- WHAT YOU ARE ASKED TO DO:
Below are the records. List every line holding the word "procedure".

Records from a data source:
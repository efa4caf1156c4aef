// src/engine/runner.rs

//! The stepping driver shared by `Runner::run` and `Progression::deferred`.

use std::fmt;
use std::marker::PhantomData;
use std::sync::Arc;
use std::sync::atomic::{AtomicU64, Ordering};

use tracing::{debug, trace};

use crate::deferred::{Continuation, Deferred};
use crate::errors::{FlowError, Result};
use crate::exec::{Performer, Service};
use crate::stage::{Progression, State};

use super::environment::Environment;
use super::progress::Progress;

static RUN_COUNTER: AtomicU64 = AtomicU64::new(0);

/// Drives progressions to completion through an [`Environment`].
///
/// Each step is submitted to the environment's service for the current
/// stage. When the job runs, the runner:
/// 1. ends the run with `FlowError::Cancelled` if the progress predicate
///    reports false,
/// 2. ends it with `FlowError::Stopped` if `should_stop` is true
///    (`before` and the step are skipped),
/// 3. calls `before`, then `adjust`,
/// 4. performs the (adjusted) stage's transition.
///
/// Checks happen on the executor, right before the transition would run, so
/// a cancellation issued while a step is queued or delayed is still honoured.
/// Steps of one run never overlap. The final result is delivered on the
/// completion service when one is set, otherwise on whatever thread finished
/// the last step.
pub struct Runner<P, E> {
    env: Arc<E>,
    progress: Option<Progress>,
    completion: Option<Performer>,
    _stage: PhantomData<fn(P)>,
}

impl<P, E> Clone for Runner<P, E> {
    fn clone(&self) -> Self {
        Self {
            env: Arc::clone(&self.env),
            progress: self.progress.clone(),
            completion: self.completion.clone(),
            _stage: PhantomData,
        }
    }
}

impl<P, E> fmt::Debug for Runner<P, E> {
    fn fmt(&self, f: &mut fmt::Formatter<'_>) -> fmt::Result {
        f.debug_struct("Runner")
            .field("progress", &self.progress.is_some())
            .field("completion", &self.completion.is_some())
            .finish_non_exhaustive()
    }
}

impl<P, E> Runner<P, E>
where
    P: Progression,
    E: Environment<P>,
{
    pub fn new(env: E) -> Self {
        Self::from_arc(Arc::new(env))
    }

    pub fn from_arc(env: Arc<E>) -> Self {
        Self {
            env,
            progress: None,
            completion: None,
            _stage: PhantomData,
        }
    }

    pub fn with_progress(mut self, progress: Progress) -> Self {
        self.progress = Some(progress);
        self
    }

    /// Deliver final results on `service` instead of the last step's executor.
    pub fn with_completion_service(mut self, service: Performer) -> Self {
        self.completion = Some(service);
        self
    }

    pub fn environment(&self) -> &Arc<E> {
        &self.env
    }

    /// The workflow's result. Nothing runs until the deferred is performed.
    pub fn run(&self, stage: P) -> Deferred<P::Output> {
        let drive = Arc::new(Drive {
            env: Arc::clone(&self.env),
            progress: self.progress.clone(),
            completion: self.completion.clone(),
            run_id: RUN_COUNTER.fetch_add(1, Ordering::Relaxed) + 1,
            _stage: PhantomData,
        });
        Deferred::future(move |cont| {
            debug!(run_id = drive.run_id, "run started");
            step(drive, stage, 0, cont);
        })
    }

    /// Start the workflow now and hand the result to `callback`.
    pub fn spawn<F>(&self, stage: P, callback: F)
    where
        F: FnOnce(Result<P::Output>) + Send + 'static,
    {
        self.run(stage).perform(callback);
    }
}

struct Drive<P, E> {
    env: Arc<E>,
    progress: Option<Progress>,
    completion: Option<Performer>,
    run_id: u64,
    _stage: PhantomData<fn(P)>,
}

impl<P, E> Drive<P, E>
where
    P: Progression,
    E: Environment<P>,
{
    fn finish(&self, cont: Continuation<P::Output>, result: Result<P::Output>, steps: usize) {
        match &result {
            Ok(_) => debug!(run_id = self.run_id, steps, "run finished"),
            Err(err) => debug!(run_id = self.run_id, steps, error = %err, "run failed"),
        }
        match &self.completion {
            Some(service) => service.run(Box::new(move || cont.resume(result))),
            None => cont.resume(result),
        }
    }
}

fn step<P, E>(drive: Arc<Drive<P, E>>, stage: P, steps: usize, cont: Continuation<P::Output>)
where
    P: Progression,
    E: Environment<P>,
{
    let service = drive.env.service(&stage);
    trace!(run_id = drive.run_id, step = steps + 1, "submitting step");

    service.run(Box::new(move || {
        if let Some(progress) = &drive.progress {
            if !progress.should_continue() {
                return drive.finish(cont, Err(FlowError::Cancelled), steps);
            }
        }

        if drive.env.should_stop(&stage) {
            return drive.finish(cont, Err(FlowError::Stopped), steps);
        }

        drive.env.before(&stage);
        let stage = drive.env.adjust(stage);

        stage.next().perform(move |result| match result {
            Ok(State::Running(next)) => step(drive, next, steps + 1, cont),
            Ok(State::Finished(output)) => drive.finish(cont, Ok(output), steps + 1),
            Err(err) => drive.finish(cont, Err(err), steps + 1),
        });
    }));
}
// src/exec/service.rs

//! The `Service` abstraction: "run this procedure on some executor".

use std::panic::{AssertUnwindSafe, catch_unwind};
use std::sync::Arc;

use tracing::warn;

use crate::errors::FlowError;

/// A zero-argument procedure handed to a [`Service`].
pub type Job = Box<dyn FnOnce() + Send + 'static>;

/// Shared handle to a service; the "performer" used by drivers and lines.
pub type Performer = Arc<dyn Service>;

/// Trait abstracting where and when a job runs.
///
/// Implementations decide the executor (calling thread, serial queue, tokio
/// pool, a delay) but must run every accepted job at most once. A job that is
/// dropped unrun drops whatever continuations it captured, which resolves
/// them with [`FlowError::Abandoned`].
pub trait Service: Send + Sync {
    fn run(&self, job: Job);
}

impl<S: Service + ?Sized> Service for Arc<S> {
    fn run(&self, job: Job) {
        (**self).run(job)
    }
}

impl<S: Service + ?Sized> Service for Box<S> {
    fn run(&self, job: Job) {
        (**self).run(job)
    }
}

/// Run a job, containing any panic so one bad job cannot take down the
/// executor that runs it.
pub(crate) fn run_job(job: Job) {
    if let Err(payload) = catch_unwind(AssertUnwindSafe(job)) {
        warn!(error = %FlowError::from_panic(payload), "service job panicked");
    }
}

- SOLUTION TO THIS TASK:
//! The `Service` abstraction: "run this procedure on some executor".
/// A zero-argument procedure handed to a [`Service`].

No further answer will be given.